Information shown ::

//! Drive demo - a short realtime session with a Coconut robot.
//!
//! The robot's serial port must be reachable as a TCP stream, for example
//! through `ser2net` or a Bluetooth-serial bridge:
//!
//! ```text
//! ser2net -C "2000:raw:0:/dev/ttyUSB0:115200 8DATABITS NONE 1STOPBIT"
//! cargo run --example drive -- 127.0.0.1:2000 [config.json]
//! ```
//!
//! The optional JSON file holds a `PeripheralConfig`; missing fields keep
//! their defaults.

use std::time::Duration;

use coconut_link::command::{Beat, Color, Direction, Note, Side};
use coconut_link::{Coconut, LinkObserver, PeripheralBuilder, PeripheralConfig};
use tokio::net::TcpStream;

/// Prints liveness changes.
struct Console;

impl LinkObserver for Console {
    fn realtime_connected(&self) {
        println!("realtime link up");
    }

    fn realtime_lost(&self, message: &str) {
        println!("realtime link lost: {message}");
    }
}

async fn patrol(robot: &Coconut) -> coconut_link::Result<()> {
    robot.rgb_on(Side::Both, Color::Green).await?;
    robot.play_note(Note::C, 4, false, Beat::Eighth).await?;

    for _ in 0..20 {
        let left = robot.get_distance(Side::Left).await?;
        let right = robot.get_distance(Side::Right).await?;
        println!("distance left={left} right={right}");

        if left.min(right) < 10 {
            robot.rgb_on(Side::Both, Color::Red).await?;
            robot.turn_motor_degree(Direction::Right, 90).await?;
            robot.rgb_on(Side::Both, Color::Green).await?;
        } else {
            robot
                .move_motor_timed(Direction::Forward, 60, Duration::from_millis(500))
                .await?;
        }
    }

    println!("temperature: {:.1}", robot.get_temperature().await?);
    robot.stop_all().await
}

#[tokio::main]
async fn main() -> Result<(), Box<dyn std::error::Error>> {
    let mut args = std::env::args().skip(1);
    let addr = args.next().unwrap_or_else(|| "127.0.0.1:2000".to_string());
    let config = match args.next() {
        Some(path) => serde_json::from_str(&std::fs::read_to_string(path)?)?,
        None => PeripheralConfig::default(),
    };

    let stream = TcpStream::connect(&addr).await?;
    let robot = PeripheralBuilder::from_config(config)
        .realtime_mode(true)
        .observer(Console)
        .connect(stream)
        .await?;
    println!("connected to {addr}: {}", robot.state());

    let result = patrol(&robot).await;
    robot.disconnect();
    result?;
    Ok(())
}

Exercise details :: Check each line of the records for the word "Side" and extract those that contain it.

Problem solution ::
use coconut_link::command::{Beat, Color, Direction, Note, Side};
    robot.rgb_on(Side::Both, Color::Green).await?;
        let left = robot.get_distance(Side::Left).await?;
        let right = robot.get_distance(Side::Right).await?;
            robot.rgb_on(Side::Both, Color::Red).await?;
            robot.rgb_on(Side::Both, Color::Green).await?;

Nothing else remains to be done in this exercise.